L’umanesimo senza l’uomo

Non sono un esperto di informatica, faccio molta fatica a destreggiarmi elementarmente con il computer: ogni volta che lo accendo mi prende l’ansia di rimanere imballato tra un copia/incolla ed una mail che non parte o non arriva. Non ho ancora preso la sofferta decisione di dotarmi di uno smartphone e ammetto di invidiare cordialmente le persone anziane come me, che riescono disinvoltamente a manovrarlo col loro ditino facile. È la doverosa premessa alla mia riflessione sull’intromissione sul web, a suon di ricatti, degli hacker, che hanno il potere di mandare in tilt il sistema informatico su cui è ormai basato il nostro vivere sociale.

Chi è un hacker? Un dilettante appassionato di informatica, capace di introdursi senza autorizzazione in reti protette di computer o di realizzare virus informatici. Il fenomeno sta diventando assai preoccupante perché, mentre all’inizio si poteva pensare ad una marachella in versione informatica simile a quella dei ragazzacci di un tempo, che rubavano i registri di classe per salvare la propria incolumità scolastica, oggi siamo ai clamorosi ricatti verso il sistema, vale a dire ad un vero e proprio terrorismo tecnologicamente avanzato. Si tratta di azioni capaci di mettere in crisi procedure e memorie della pubblica amministrazione e del mondo aziendale, di mandare in tilt il castello di informazioni in cui viviamo. Incredibile, ma vero.

In un certo senso la questione è molto simile a quella dei virus che attaccano l’incolumità fisica delle persone e con essa tutto il sistema relazionale. Gli hacker, una sorta di novelli barbari o pirati come dir si voglia, attaccano l’incolumità dei nostri computer e con essa dei dati contenuti nelle memorie pubbliche e private: una vera e propria indotta amnesia globale, che mette tutti al tappeto.

Da una parte i sistemi di vita assumono connotati sempre più sofisticamente avanzati, dall’altra parte la delinquenza si adegua e combatte ad armi pari per distruggere una labile impalcatura che pensavamo intoccabile. Di tecnologia si vive e si muore.

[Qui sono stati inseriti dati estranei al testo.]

impl GraphicsDriver for WgpuBackend {
    fn create_context(&mut self) -> Result<()> {
        if self.gpu.is_none() {
            self.gpu = Some(Gpu::create(&self.instance)?);
        }
        Ok(())
    }

    fn destroy_context(&mut self) {
        self.reset_frame();
        self.program = None;
        self.current = None;
        if self.gpu.take().is_some() {
            debug!("wgpu device released");
        }
    }

    fn terminate_display(&mut self) {
        self.window = None;
        self.offscreen = None;
        debug!("wgpu display terminated");
    }

    fn create_offscreen_surface(&mut self, width: u32, height: u32) -> Result<()> {
        let gpu = self
            .gpu
            .as_ref()
            .ok_or_else(|| PlayerError::ContextInit("no device".into()))?;
        let color = gpu.device.create_texture(&wgpu::TextureDescriptor {
            label: Some("offscreen_target"),
            size: wgpu::Extent3d { width, height, depth_or_array_layers: 1 },
            mip_level_count: 1,
            sample_count: 1,
            dimension: wgpu::TextureDimension::D2,
            format: OFFSCREEN_FORMAT,
            usage: wgpu::TextureUsages::RENDER_ATTACHMENT,
            view_formats: &[],
        });
        let depth = create_depth_view(&gpu.device, width, height);
        self.offscreen = Some(OffscreenTarget { _color: color, _depth: depth });
        Ok(())
    }

    fn destroy_offscreen_surface(&mut self) {
        self.offscreen = None;
    }

    fn create_window_surface(&mut self, window: &WindowRef) -> Result<()> {
        let gpu = self
            .gpu
            .as_ref()
            .ok_or_else(|| PlayerError::ContextInit("no device".into()))?;
        let handles = RawHandles::of(&**window);
        // Safety: the WindowRef stored next to the surface keeps the window alive.
        let surface = unsafe { self.instance.create_surface(&handles) }
            .map_err(|e| PlayerError::ContextInit(e.to_string()))?;
        let (width, height) = window.inner_size();
        let config = gpu.surface_config(&surface, width, height)?;
        surface.configure(&gpu.device, &config);
        let depth = create_depth_view(&gpu.device, config.width, config.height);
        info!("window surface {}x{} {:?}", config.width, config.height, config.format);
        self.window = Some(WindowTarget { window: window.clone(), surface, config, depth });
        Ok(())
    }

    fn destroy_window_surface(&mut self) {
        if self.current == Some(SurfaceKind::Window) {
            self.current = None;
        }
        self.window = None;
    }

    fn make_current(&mut self, surface: Option<SurfaceKind>) -> Result<()> {
        match surface {
            Some(SurfaceKind::Window) if self.window.is_none() => {
                return Err(PlayerError::ContextInit("no window surface".into()));
            }
            Some(SurfaceKind::Offscreen) if self.offscreen.is_none() => {
                return Err(PlayerError::ContextInit("no offscreen surface".into()));
            }
            Some(_) => self.reset_frame(),
            None => {}
        }
        self.current = surface;
        Ok(())
    }

    fn swap_buffers(&mut self) -> Result<()> {
        let (Some(gpu), Some(target)) = (self.gpu.as_mut(), self.window.as_mut()) else {
            return Ok(());
        };

        let (width, height) = target.window.inner_size();
        let resized = (width, height) != (target.config.width, target.config.height);
        if resized && width > 0 && height > 0 {
            target.config.width = width;
            target.config.height = height;
            target.surface.configure(&gpu.device, &target.config);
            target.depth = create_depth_view(&gpu.device, width, height);
            debug!("surface reconfigured to {width}x{height}");
        }

        let output = match target.surface.get_current_texture() {
            Ok(output) => output,
            Err(wgpu::SurfaceError::Lost | wgpu::SurfaceError::Outdated) => {
                target.surface.configure(&gpu.device, &target.config);
                debug!("surface lost or outdated, reconfigured");
                return Ok(());
            }
            Err(e) => return Err(PlayerError::Present(e.to_string())),
        };
        let view = output.texture.create_view(&wgpu::TextureViewDescriptor::default());
        let size = (target.config.width, target.config.height);
        gpu.encode(&self.frame, &view, &target.depth, size, target.config.format);
        output.present();
        Ok(())
    }

    fn query_surface(&self, surface: SurfaceKind, attribute: SurfaceAttribute) -> Option<i32> {
        let (w, h) = match surface {
            SurfaceKind::Window => self.window.as_ref()?.window.inner_size(),
            SurfaceKind::Offscreen => {
                self.offscreen.as_ref()?;
                (OFFSCREEN_SIZE, OFFSCREEN_SIZE)
            }
        };
        Some(match attribute {
            SurfaceAttribute::Width => w as i32,
            SurfaceAttribute::Height => h as i32,
        })
    }
}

I gridi d’allarme sono piuttosto ridicoli: la realtà è questa e purtroppo non siamo in grado di prevederla e di prevenirla. Ora sarebbe interessante vedere se il difetto stia nella lama (incapacità di difesa contro gli hacker) o nel manico (errore di fondo nell’assegnare al progresso tecnologico non la funzione di strumento ma quella di scopo). Come noto basta un granello di sabbia per rovinare il più sofisticato dei meccanismi: è colpa dell’aggressività della sabbia o della debolezza congenita dei meccanismi.

Pensavamo di essere inattaccabili nella nostra impostazione di vita, basta poco per buttare all’aria tutte le nostre certezze. Se un virus può mettere in crisi il mondo intero, se un hacker può mettere in ginocchio il sistema, significa che dobbiamo rientrare in noi stessi e forse ricominciare tutto daccapo su basi completamente diverse. Sì, stiamo assistendo non alla fine del mondo, ma alla fine di un mondo, il nostro mondo, che non ha niente a che vedere con quello creato da Dio o comunque con quello avviato dalla natura.

Non illudiamoci di ripristinare i file perduti, di rimettere in piedi l’economia distrutta, di riallacciare i rapporti come se niente fosse successo. Siamo in braghe di tela, non c’è vaccino che tenga, non c’è difesa che funzioni.  Di cosa stiamo parlando? Di rendere obbligatorio un vaccino ritenendolo il toccasana, il talismano sufficiente a far andare bene le cose. Di organizzare una barriera informatica contro i malintenzionati del web, illudendoci che basti chiudere la stalla dopo che i buoi sono scappati. È in crisi l’umanesimo! O ne troviamo un altro o andiamo a farci benedire da Dio, ammesso e non concesso che abbia qualche interesse alle nostre presuntuose vite da nababbi.